Public Prosecutor v Tan Loon Lui [2003] 2 SLR 216
High Court — Magistrate’s Appeal No 55 of 2002
Yong Pung How CJ
25 March; 11 April 2003

Criminal Law — Consumption of controlled drugs without authorisation — Section 22 Misuse of Drugs Act (Cap 185) — Presumption of actus reus and mens rea — Whether defence of ‘spiked drinks’ valid — Consequence of such defence

Evidence — Admission — Witness admitted to spiking drink — Credibility of such witness — Treatment of witness in such admissions

Hui Choon Kuen (Deputy Public Prosecutor) for the appellant
Ch’ng Lye Beng (Tan Lye & Ngaw Partnership) for the respondent

This was an appeal by the Public Prosecutor against the decision of District Judge Malcolm Tan Ban Hoe to acquit the respondent, Tan Loon Lui (‘Tan’) of two charges under s 8(b) of the Misuse of Drugs Act (‘MDA’) for having consumed controlled drugs without authorisation under the MDA.

The respondent, had accompanied his wife to Johor Bahru where he then met his wife’s sister and brother-in-law, Ng Wan Sing (‘Ng’). After supper, the group, on Ng’s invitation, went to a discotheque named the ‘Jazz and Blues’.

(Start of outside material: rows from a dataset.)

//! Parallel prime sieve.
//!
//! The interval is split into one chunk per thread. Every chunk runs its
//! own segmented sieve on a scoped thread; the sieving primes are generated
//! once and borrowed by all of them. Counts are summed after joining.

use std::thread;

use tracing::debug;

use crate::config::SieveConfig;
use crate::error::Result;
use crate::extract::TupletClass;
use crate::finder::{Counts, PrimeFinder, small_tuplets};
use crate::generator::sieving_primes;
use crate::nth_prime;
use crate::prime_sieve::{Chunk, PrimeSieve, check_range, sieve_chunk};

/// Splits `[start, stop]` (`start >= 7`) into at most `threads` chunks of
/// at least `min_interval` integers.
///
/// Chunk boundaries are `≡ 2 (mod 30)`, the first value of a sieve byte.
/// Every chunk but the first sieves the byte before its boundary as well,
/// so the tuplets crossing the boundary are found by that chunk.
pub fn partition(start: u64, stop: u64, threads: usize, min_interval: u64) -> Vec<Chunk> {
    let span = stop - start;
    let threads = (threads.max(1) as u64).min((span / min_interval.max(1)).max(1));
    let interval = span / threads;

    let mut chunks = Vec::with_capacity(threads as usize);
    let mut current = Chunk::new(start, stop);
    for i in 1..threads {
        let x = start + interval * i;
        let boundary = x - x % 30 + 2;
        if boundary <= current.count_from + 30 || boundary > stop {
            continue;
        }
        current.stop = boundary - 1;
        chunks.push(current);
        current = Chunk {
            sieve_start: boundary - 30,
            count_from: boundary,
            stop,
        };
    }
    chunks.push(current);
    chunks
}

#[derive(Debug, Clone, Default)]
pub struct ParallelPrimeSieve {
    config: SieveConfig,
}

impl ParallelPrimeSieve {
    pub fn new() -> Self {
        Self::default()
    }

    pub fn with_config(config: SieveConfig) -> Result<Self> {
        config.validate()?;
        Ok(Self { config })
    }

    pub fn config(&self) -> &SieveConfig {
        &self.config
    }

    /// Number of threads a call over `[start, stop]` would use.
    pub fn threads_for(&self, start: u64, stop: u64) -> usize {
        if stop < 7 || start > stop {
            return 1;
        }
        let start = start.max(7);
        partition(start, stop, self.config.threads.resolve(), self.config.min_thread_interval).len()
    }

    fn chunks(&self, start: u64, stop: u64) -> Vec<Chunk> {
        let chunks = partition(start, stop, self.config.threads.resolve(), self.config.min_thread_interval);
        debug!(start, stop, threads = chunks.len(), "partitioned interval");
        chunks
    }

    pub fn count(&self, start: u64, stop: u64, class: TupletClass) -> Result<u64> {
        Ok(self.count_all(start, stop, &[class])?.get(class))
    }

    pub fn count_all(&self, start: u64, stop: u64, classes: &[TupletClass]) -> Result<Counts> {
        check_range(start, stop)?;
        let mut counts = Counts::default();
        for &class in classes {
            counts.add(class, small_tuplets(start, stop, class).count() as u64);
        }
        if stop < 7 {
            return Ok(counts);
        }

        let start = start.max(7);
        let primes = sieving_primes(stop, &self.config)?;
        let chunks = self.chunks(start, stop);
        let primes = primes.as_slice();
        let config = &self.config;

        let partial: Vec<Result<Counts>> = thread::scope(|scope| {
            let handles: Vec<_> = chunks
                .iter()
                .map(|&chunk| {
                    scope.spawn(move || -> Result<Counts> {
                        let mut finder = PrimeFinder::counting(classes, chunk.count_from);
                        sieve_chunk(chunk, primes, config, &mut finder)?;
                        Ok(finder.counts())
                    })
                })
                .collect();
            handles
                .into_iter()
                .map(|handle| handle.join().unwrap_or_else(|e| std::panic::resume_unwind(e)))
                .collect()
        });
        for chunk_counts in partial {
            counts += chunk_counts?;
        }
        Ok(counts)
    }

    pub fn count_primes(&self, start: u64, stop: u64) -> Result<u64> {
        self.count(start, stop, TupletClass::Primes)
    }

    pub fn count_twins(&self, start: u64, stop: u64) -> Result<u64> {
        self.count(start, stop, TupletClass::Twins)
    }

    pub fn count_triplets(&self, start: u64, stop: u64) -> Result<u64> {
        self.count(start, stop, TupletClass::Triplets)
    }

    pub fn count_quadruplets(&self, start: u64, stop: u64) -> Result<u64> {
        self.count(start, stop, TupletClass::Quadruplets)
    }

    pub fn count_quintuplets(&self, start: u64, stop: u64) -> Result<u64> {
        self.count(start, stop, TupletClass::Quintuplets)
    }

    pub fn count_sextuplets(&self, start: u64, stop: u64) -> Result<u64> {
        self.count(start, stop, TupletClass::Sextuplets)
    }

    pub fn count_septuplets(&self, start: u64, stop: u64) -> Result<u64> {
        self.count(start, stop, TupletClass::Septuplets)
    }

    /// Calls `f(prime, worker)` for every prime in `[start, stop]`.
    ///
    /// Primes arrive in increasing order within one worker only; `f` is
    /// called concurrently from all workers.
    pub fn for_each_prime<F>(&self, start: u64, stop: u64, f: F) -> Result<()>
    where
        F: Fn(u64, usize) + Sync,
    {
        check_range(start, stop)?;
        if stop < 7 {
            for members in small_tuplets(start, stop, TupletClass::Primes) {
                f(members[0], 0);
            }
            return Ok(());
        }

        let small_start = start;
        let start = start.max(7);
        let primes = sieving_primes(stop, &self.config)?;
        let chunks = self.chunks(start, stop);
        let primes = primes.as_slice();
        let config = &self.config;
        let f = &f;

        let results: Vec<Result<()>> = thread::scope(|scope| {
            let handles: Vec<_> = chunks
                .iter()
                .enumerate()
                .map(|(worker, &chunk)| {
                    scope.spawn(move || {
                        if worker == 0 {
                            for members in small_tuplets(small_start, stop, TupletClass::Primes) {
                                f(members[0], 0);
                            }
                        }
                        let mut emit = |p: u64| f(p, worker);
                        let mut finder = PrimeFinder::primes(&mut emit, chunk.count_from);
                        sieve_chunk(chunk, primes, config, &mut finder)
                    })
                })
                .collect();
            handles
                .into_iter()
                .map(|handle| handle.join().unwrap_or_else(|e| std::panic::resume_unwind(e)))
                .collect()
        });
        results.into_iter().collect()
    }

    /// The `n`-th prime `>= start`, counting in parallel.
    pub fn nth_prime(&self, n: u64, start: u64) -> Result<u64> {
        let sequential = PrimeSieve::with_config(self.config.clone())?;
        nth_prime::search(
            n,
            start,
            |low, high| self.count_primes(low, high),
            |low, high, k| sequential.kth_prime_in(low, high, k),
        )
    }
}

#[cfg(test)]
mod tests {
    use super::*;
    use crate::config::Threads;
    use std::sync::Mutex;

    fn sieve(threads: usize) -> ParallelPrimeSieve {
        ParallelPrimeSieve::with_config(
            SieveConfig::new()
                .threads(Threads::Count(threads))
                .min_thread_interval(1000),
        )
        .unwrap()
    }

    #[test]
    fn test_partition_boundaries() {
        let chunks = partition(7, 1_000_000, 4, 1000);
        assert_eq!(chunks.len(), 4);
        assert_eq!(chunks[0].sieve_start, 7);
        assert_eq!(chunks[0].count_from, 7);
        assert_eq!(chunks[3].stop, 1_000_000);
        for pair in chunks.windows(2) {
            assert_eq!(pair[1].count_from % 30, 2);
            assert_eq!(pair[1].sieve_start, pair[1].count_from - 30);
            assert_eq!(pair[0].stop + 1, pair[1].count_from);
        }
    }

    #[test]
    fn test_partition_respects_min_interval() {
        assert_eq!(partition(7, 5000, 16, 1000).len(), 4);
        assert_eq!(partition(7, 500, 16, 1000).len(), 1);
        assert_eq!(partition(100, 100, 8, 100).len(), 1);
        assert_eq!(partition(7, 1_000_000, 0, 100), vec![Chunk::new(7, 1_000_000)]);
        // boundaries closer than one byte are merged
        let chunks = partition(7, 107, 8, 1);
        assert_eq!(chunks.len(), 2);
        assert_eq!(chunks[1].count_from, 62);
    }

    fn count_in_chunks(start: u64, stop: u64, threads: usize, min_interval: u64) -> Counts {
        let config = SieveConfig::new();
        let primes = sieving_primes(stop, &config).unwrap();
        let chunks = partition(start, stop, threads, min_interval);
        assert!(chunks.len() > 1, "[{}, {}] split into one chunk", start, stop);
        let mut total = Counts::default();
        for chunk in chunks {
            let mut finder = PrimeFinder::counting(&TupletClass::ALL, chunk.count_from);
            sieve_chunk(chunk, &primes, &config, &mut finder).unwrap();
            total += finder.counts();
        }
        total
    }

    #[test]
    fn test_chunk_boundaries_keep_counts() {
        // runs the chunks one after the other so the result does not
        // depend on the number of cores
        let sequential = PrimeSieve::new();
        // [5600, 5700] splits at 5642, inside the septuplet 5639..=5659
        for (start, stop, min_interval) in [
            (5600, 5700, 1),
            (7, 10_000, 100),
            (1_000_000, 1_050_000, 100),
            (10_000_000_000, 10_000_100_000, 100),
        ] {
            let expected = sequential.count_all(start, stop, &TupletClass::ALL).unwrap();
            for threads in [2, 3, 8] {
                assert_eq!(
                    count_in_chunks(start, stop, threads, min_interval),
                    expected,
                    "[{}, {}] {} chunks",
                    start,
                    stop,
                    threads
                );
            }
        }
        assert_eq!(sequential.count_septuplets(5600, 5700).unwrap(), 1);
    }

    #[test]
    fn test_count_matches_sequential() {
        let sequential = PrimeSieve::new();
        let expected = sequential
            .count_all(0, 2_000_000, &TupletClass::ALL)
            .unwrap();
        for threads in [1, 2, 8] {
            let counts = sieve(threads)
                .count_all(0, 2_000_000, &TupletClass::ALL)
                .unwrap();
            assert_eq!(counts, expected, "threads {}", threads);
        }
    }

    #[test]
    fn test_for_each_prime_covers_interval() {
        let found = Mutex::new(Vec::new());
        sieve(4)
            .for_each_prime(0, 300_000, |p, _| found.lock().unwrap().push(p))
            .unwrap();
        let mut found = found.into_inner().unwrap();
        found.sort_unstable();
        assert_eq!(found, PrimeSieve::new().primes(0, 300_000).unwrap());
    }

    #[test]
    fn test_nth_prime_matches_sequential() {
        let parallel = sieve(4);
        assert_eq!(parallel.nth_prime(1, 0).unwrap(), 2);
        assert_eq!(parallel.nth_prime(10, 0).unwrap(), 29);
        assert_eq!(
            parallel.nth_prime(1_000_000, 0).unwrap(),
            PrimeSieve::new().nth_prime(1_000_000, 0).unwrap()
        );
    }
}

The group ordered beer. Soon after, a group of Ng’s friends joined Tan’s group. Ng’s friends, among whom Lim Beng Chuan (‘Lim’), who later becomes a key witness, was one of those in the group. Lim’s group had brought their own jugs of beer which they then shared with Tan’s group. Ng and his friends were all bookies, despite this Tan and his wife remained and drank on.

Shortly after, the Malaysian Police raided the discotheque and conducted Instant Urine Tests (‘IUTs’) on the patrons. Among the Singaporeans who tested positive were Tan and his wife. All those who tested positive were then escorted across the border and handed over to the Central Narcotics Bureau (‘CNB’) officers. CNB officers also conducted IUTs and those with positive results had their samples sent to the Health Sciences Authority (‘HSA’) for further testing. Among those sent to the HSA, only Tan’s tested positive for controlled drugs.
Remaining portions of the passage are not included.